Distributed: `map_blocks` leads to downstream TypeError: can not serialize 'function' object

Created on 9 Mar 2021  路  6Comments  路  Source: dask/distributed

What happened:

The motivation for this bug report comes from the observation that using dask.array.map_blocks on a function def func(block_info=None) in combination with a distributed.Client to visualize arrays in napari leads to the error TypeError: can not serialize 'function' object.

The error occurs only when using the dask.distributed backend, it works with a dask backend.

The error occurs only when mapping a function def func(block_info=None) and not when using def func() or def func(x, block_info=None).

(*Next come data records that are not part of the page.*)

//! Repository trait for admin API token authentication.

use crate::error::AppError;
use async_trait::async_trait;
use chrono::{DateTime, Utc};

/// Admin API token with metadata.
///
/// Only the HMAC-SHA256 hash of the raw token is stored.
#[derive(Debug, Clone)]
pub struct ApiToken {
    pub id: i64,
    pub name: String,
    pub token_hash: String,
    pub created_at: DateTime<Utc>,
    pub last_used_at: Option<DateTime<Utc>>,
    pub revoked_at: Option<DateTime<Utc>>,
}

/// Repository interface for admin token management.
///
/// Backs the Bearer authentication of admin-only endpoints and the `admin`
/// CLI.
///
/// # Implementations
///
/// - [`crate::infrastructure::persistence::PgTokenRepository`] - PostgreSQL implementation
/// - [`crate::infrastructure::memory::InMemoryStore`] - in-process implementation
/// - Test mocks available with `cfg(test)`
#[cfg_attr(test, mockall::automock)]
#[async_trait]
pub trait TokenRepository: Send + Sync {
    /// Returns `Ok(true)` if the hash belongs to a token that is not revoked.
    ///
    /// # Errors
    ///
    /// Returns [`AppError::Internal`] on database errors.
    async fn validate_token(&self, token_hash: &str) -> Result<bool, AppError>;

    /// Updates the `last_used_at` timestamp for a token.
    ///
    /// # Errors
    ///
    /// Returns [`AppError::Internal`] on database errors.
    async fn update_last_used(&self, token_hash: &str) -> Result<(), AppError>;

    /// Creates a new token from its name and hash.
    ///
    /// # Errors
    ///
    /// Returns [`AppError::Conflict`] if the name or hash already exists.
    /// Returns [`AppError::Internal`] on database errors.
    async fn create_token(&self, name: &str, token_hash: &str) -> Result<ApiToken, AppError>;

    /// Lists all tokens, oldest first.
    async fn list_tokens(&self) -> Result<Vec<ApiToken>, AppError>;

    async fn find_by_id(&self, id: i64) -> Result<Option<ApiToken>, AppError>;

    async fn find_by_name(&self, name: &str) -> Result<Option<ApiToken>, AppError>;

    /// Revokes a token by setting `revoked_at`.
    ///
    /// # Errors
    ///
    /// Returns [`AppError::NotFound`] if the token does not exist.
    async fn revoke_token(&self, id: i64) -> Result<(), AppError>;
}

For more context, see https://github.com/dask/dask-image/issues/194.

What you expected to happen:

That passing dask arrays to napari (which slices the array and calls np.asarray) should work independently of whether a dask or dask.distributed backend is used.

Minimal Complete Verifiable Example:

The original error occurring in combination with napari:

%gui qt

import dask.array as da
import numpy as np

import napari
from dask.distributed import Client
from dask_image.imread import imread
client = Client()

xn = np.random.randint(0, 100, (20, 30, 30))
xd = da.from_array(xn, chunks=(1, 5, 5))

def func(block_info=None):
    return np.random.randint(0, 100, (1, 5, 5))

# this instead works (no `block_info` argument)
# def func():
#    return np.random.randint(0, 100, (1, 5, 5))

xm = da.map_blocks(func, chunks=xd.chunks, dtype=xd.dtype)
napari.view_image(xm)

Likely, this minimal example reproduces the error without napari:

import dask.array as da
import numpy as np

from dask.core import flatten
from dask.distributed import Client
client = Client()

xn = np.random.randint(0, 100, (2, 4, 4))
xd = da.from_array(xn, chunks=(1, 2, 2))

# fails
def func(block_info=None):
    return np.random.randint(0, 100, (1, 2, 2))

# works
# def func():
#     return np.random.randint(0, 100, (1, 2, 2))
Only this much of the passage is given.